8 Common Foods that Boost your Brain Power
A1. Blueberries – Are believed to improve or delay short
term memory loss.
A2. Foods that are rich in essential fatty acids reduce
your risk of developing memory loss. They are found in linseed (flaxseed) oil,
soya bean oil, pumpkin seeds, walnut oil, soya beans, and oily fish (such as
salmon, trout, mackerel, herring, sardines, pilchards and kippers.)
A3. Blackcurrants are a rich source of vitamin C – which
is thought to increase cognitive agility.

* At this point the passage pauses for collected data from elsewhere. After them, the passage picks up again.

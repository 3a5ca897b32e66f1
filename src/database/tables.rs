//! In-memory table state and the statements that mutate it.

use crate::error::{Result, StoreError};
use crate::types::{
    Animal, AnimalId, EliminationEvent, FeedingEvent, RowId, StoreStats, Stored, TableName,
    WeightSample,
};
use chrono::{DateTime, Utc};
use serde::{Deserialize, Serialize};
use std::cmp::Reverse;
use std::collections::{BTreeMap, BTreeSet, HashMap};
use std::fmt;
use std::fs::{self, File, OpenOptions};
use std::io::{Read, Write};
use std::path::Path;

/// Magic bytes for the table snapshot.
const SNAPSHOT_MAGIC: &[u8; 4] = b"TBL\0";

/// Current snapshot format version.
const SNAPSHOT_VERSION: u8 = 1;

/// Magic + version + body length.
const SNAPSHOT_HEADER_LEN: u64 = 13;

/// A row type stored in one of the four tables.
pub trait TableRow: Clone + fmt::Debug + Send + Sync + 'static {
    const TABLE: TableName;

    /// Owning animal, for rows that carry a foreign key.
    fn parent(&self) -> Option<AnimalId>;

    /// Ordering key for listings; `None` orders by id ascending instead.
    fn sort_key(&self) -> Option<DateTime<Utc>>;

    fn table(tables: &Tables) -> &Table<Self>;

    fn into_row(self) -> Row;

    fn from_row(row: Row) -> Option<Self>;
}

/// A row of any table, as carried by statements.
#[derive(Clone, Debug, PartialEq, Serialize, Deserialize)]
pub enum Row {
    Animal(Animal),
    Feeding(FeedingEvent),
    Elimination(EliminationEvent),
    Weight(WeightSample),
}

/// A single-row write, as logged to the WAL.
///
/// Applying a statement is an idempotent redo: replaying a log over a state
/// that already contains its effects yields the same tables.
#[derive(Clone, Debug, PartialEq, Serialize, Deserialize)]
pub enum Statement {
    Insert { id: RowId, row: Row },
    Update { id: RowId, row: Row },
    Delete { table: TableName, id: RowId, cascade: bool },
}

/// One table: rows by id plus a secondary index by owning animal.
#[derive(Clone, Debug, Serialize, Deserialize)]
pub struct Table<R> {
    rows: BTreeMap<i64, R>,
    next_id: i64,
    #[serde(skip)]
    by_parent: HashMap<AnimalId, BTreeSet<i64>>,
}

impl<R> Default for Table<R> {
    fn default() -> Self {
        Self {
            rows: BTreeMap::new(),
            next_id: 1,
            by_parent: HashMap::new(),
        }
    }
}

impl<R: TableRow> Table<R> {
    pub fn get(&self, id: RowId) -> Option<&R> {
        self.rows.get(&id.0)
    }

    pub fn contains(&self, id: RowId) -> bool {
        self.rows.contains_key(&id.0)
    }

    /// Identifier the next insert will receive.
    pub fn next_id(&self) -> RowId {
        RowId(self.next_id)
    }

    pub fn len(&self) -> usize {
        self.rows.len()
    }

    pub fn is_empty(&self) -> bool {
        self.rows.is_empty()
    }

    /// Number of rows owned by `animal`.
    pub fn count_children(&self, animal: AnimalId) -> usize {
        self.by_parent.get(&animal).map_or(0, BTreeSet::len)
    }

    /// Rows ordered for listing, optionally restricted to one owner.
    pub fn select(&self, parent: Option<AnimalId>) -> Vec<Stored<R>> {
        let mut rows: Vec<Stored<R>> = match parent {
            Some(animal) => self
                .by_parent
                .get(&animal)
                .into_iter()
                .flatten()
                .filter_map(|id| self.stored(*id))
                .collect(),
            None => self.rows.keys().filter_map(|id| self.stored(*id)).collect(),
        };

        // Newest first; ties broken by id so the order is total.
        rows.sort_by_key(|s| (Reverse(s.record.sort_key()), Reverse(s.id)));
        if rows.iter().all(|s| s.record.sort_key().is_none()) {
            rows.sort_by_key(|s| s.id);
        }
        rows
    }

    fn stored(&self, id: i64) -> Option<Stored<R>> {
        self.rows.get(&id).map(|record| Stored {
            id: RowId(id),
            record: record.clone(),
        })
    }

    /// Upsert a row, keeping the id counter ahead of every id ever seen.
    fn put(&mut self, id: RowId, row: R) -> Option<R> {
        self.next_id = self.next_id.max(id.0 + 1);
        if let Some(parent) = row.parent() {
            self.by_parent.entry(parent).or_default().insert(id.0);
        }
        let previous = self.rows.insert(id.0, row);
        if let Some(old_parent) = previous.as_ref().and_then(R::parent) {
            let moved = self.rows.get(&id.0).and_then(R::parent) != Some(old_parent);
            if moved {
                self.unindex(old_parent, id.0);
            }
        }
        previous
    }

    fn remove(&mut self, id: RowId) -> Option<R> {
        let removed = self.rows.remove(&id.0)?;
        if let Some(parent) = removed.parent() {
            self.unindex(parent, id.0);
        }
        Some(removed)
    }

    fn remove_children(&mut self, animal: AnimalId) -> usize {
        let ids = self.by_parent.remove(&animal).unwrap_or_default();
        for id in &ids {
            self.rows.remove(id);
        }
        ids.len()
    }

    fn unindex(&mut self, parent: AnimalId, id: i64) {
        if let Some(ids) = self.by_parent.get_mut(&parent) {
            ids.remove(&id);
            if ids.is_empty() {
                self.by_parent.remove(&parent);
            }
        }
    }

    fn rebuild_index(&mut self) {
        self.by_parent.clear();
        for (id, row) in &self.rows {
            if let Some(parent) = row.parent() {
                self.by_parent.entry(parent).or_default().insert(*id);
            }
        }
    }
}
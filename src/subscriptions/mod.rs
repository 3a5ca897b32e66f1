//! Live per-animal update subscriptions.
//!
//! Clients open a connection, join the group of each animal whose detail
//! page they are viewing, and receive an [`UpdateNotification`] whenever a
//! feeding, elimination or weight record of that animal changes.
//!
//! - The [`SubscriptionRegistry`] owns group membership
//! - The [`Dispatcher`] fans one notification out to a group snapshot
//!
//! # Example
//!
//! ```ignore
//! let registry = Arc::new(SubscriptionRegistry::new());
//! let dispatcher = Dispatcher::new(Arc::clone(&registry));
//!
//! let handle = registry.connect();
//! registry.join(handle.id, AnimalId(1));
//!
//! dispatcher.dispatch(AnimalId(1), EntityKind::Weight);
//! let update = handle.recv()?;
//!
//! // When the client goes away, for whatever reason:
//! registry.on_connection_closed(handle.id);
//! ```

mod dispatcher;
mod registry;
mod types;

pub use dispatcher::{DispatchReport, Dispatcher};
pub use registry::SubscriptionRegistry;
pub use types::{ConnectionHandle, ConnectionId, Member, RegistryConfig, UpdateNotification};
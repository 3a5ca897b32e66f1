//! # Kennel
//!
//! Care records for household animals with live per-animal change
//! notifications.
//!
//! ## Core Concepts
//!
//! - **Records**: animal profiles plus feeding, elimination and weight
//!   events, each owned by exactly one animal
//! - **Database**: an embedded table store with enforced foreign keys, a
//!   write-ahead log and pooled connections
//! - **Repositories**: validated create/read/update/delete with a three-way
//!   outcome (success, not found, failure)
//! - **Subscriptions**: clients join an animal's group and are told when one
//!   of its records changes
//!
//! ## Example
//!
//! ```ignore
//! use kennel::{Animal, Tracker, TrackerConfig, WeightSample};
//!
//! let tracker = Tracker::open(TrackerConfig::default())?;
//! let rex = tracker.animals().create(Animal::new("Rex"))?.into();
//!
//! let handle = tracker.registry().connect();
//! tracker.registry().join(handle.id, rex);
//!
//! tracker.create(WeightSample::new(rex, 12.5, "kg"))?;
//! let update = handle.recv()?; // {"animal_id":1,"kind":"weight"}
//! ```

pub mod database;
pub mod error;
pub mod repository;
pub mod subscriptions;
pub mod tracker;
pub mod types;
pub mod wal;

// Re-exports
pub use database::{Connection, Database, OnDelete, StoreConfig};
pub use error::{
    IntegrityViolation, MutationError, MutationResult, Result, StoreError, ValidationError,
};
pub use repository::{
    AnimalRepository, ChildEntity, EliminationRepository, Entity, FeedingRepository, RecordView,
    Repository, WeightRepository, MAX_LABEL_CHARS, MAX_NOTES_CHARS, MIN_NAME_CHARS,
};
pub use subscriptions::{
    ConnectionHandle, ConnectionId, DispatchReport, Dispatcher, RegistryConfig,
    SubscriptionRegistry, UpdateNotification,
};
pub use tracker::{Committed, Tracker, TrackerConfig};
pub use types::{
    Animal, AnimalId, EliminationEvent, EntityKind, FeedingEvent, RowId, StoreStats, Stored,
    TableName, Timestamp, WeightSample,
};
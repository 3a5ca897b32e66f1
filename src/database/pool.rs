//! Bounded pool of store connection slots.
//!
//! A slot is checked out for the duration of one repository operation and
//! returned when the guard drops, on every exit path.

use crate::error::{Result, StoreError};
use crossbeam_channel::{bounded, Receiver, Sender};
use std::time::Duration;
use tracing::error;

/// Pool of connection slots backed by a bounded channel of slot tokens.
pub struct ConnectionPool {
    release: Sender<usize>,
    acquire: Receiver<usize>,
    size: usize,
    timeout: Duration,
}

impl ConnectionPool {
    /// Create a pool with `size` slots (at least one).
    pub fn new(size: usize, timeout: Duration) -> Self {
        let size = size.max(1);
        let (release, acquire) = bounded(size);
        for slot in 0..size {
            // Capacity equals the slot count, so this never blocks.
            let _ = release.try_send(slot);
        }

        Self {
            release,
            acquire,
            size,
            timeout,
        }
    }

    /// Wait up to the configured timeout for a free slot.
    pub fn checkout(&self) -> Result<PoolSlot> {
        match self.acquire.recv_timeout(self.timeout) {
            Ok(slot) => Ok(PoolSlot {
                slot,
                release: self.release.clone(),
            }),
            Err(_) => {
                error!(timeout = ?self.timeout, size = self.size, "store connection pool exhausted");
                Err(StoreError::PoolTimeout(self.timeout))
            }
        }
    }

    /// Slots currently free.
    pub fn available(&self) -> usize {
        self.acquire.len()
    }

    pub fn size(&self) -> usize {
        self.size
    }
}

/// A checked-out slot. Returns itself to the pool on drop.
pub struct PoolSlot {
    slot: usize,
    release: Sender<usize>,
}

impl PoolSlot {
    pub fn index(&self) -> usize {
        self.slot
    }
}

impl Drop for PoolSlot {
    fn drop(&mut self) {
        let _ = self.release.try_send(self.slot);
    }
}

A4. Tomatoes – Are rich in the antioxidant lycopene. This
may protect against free radical damage to cells (which is associated with the
development of dementia.)
A5. Vitamin B6, B5 and folic acid are found in brewer’s
yeast, egg yolks, meat, berries, and green leafy vegetables. They help protect
against cognitive impairment.
A6. Pumpkin seeds are rich in zinc – which is crucial for
improving memory and thinking skills.
A7. Nuts, leafy green vegetables, asparagus, olives,
seeds, eggs, brown rice and wholegrains are all good sources of vitamin E. This
helps to fight against cognitive decline.
A8. Wholegrains – Like brown cereals, wheatbran, granary
bread and wholemeal pasta slowly release glucose into the bloodstream. These
help to keep you mentally alert throughout the day.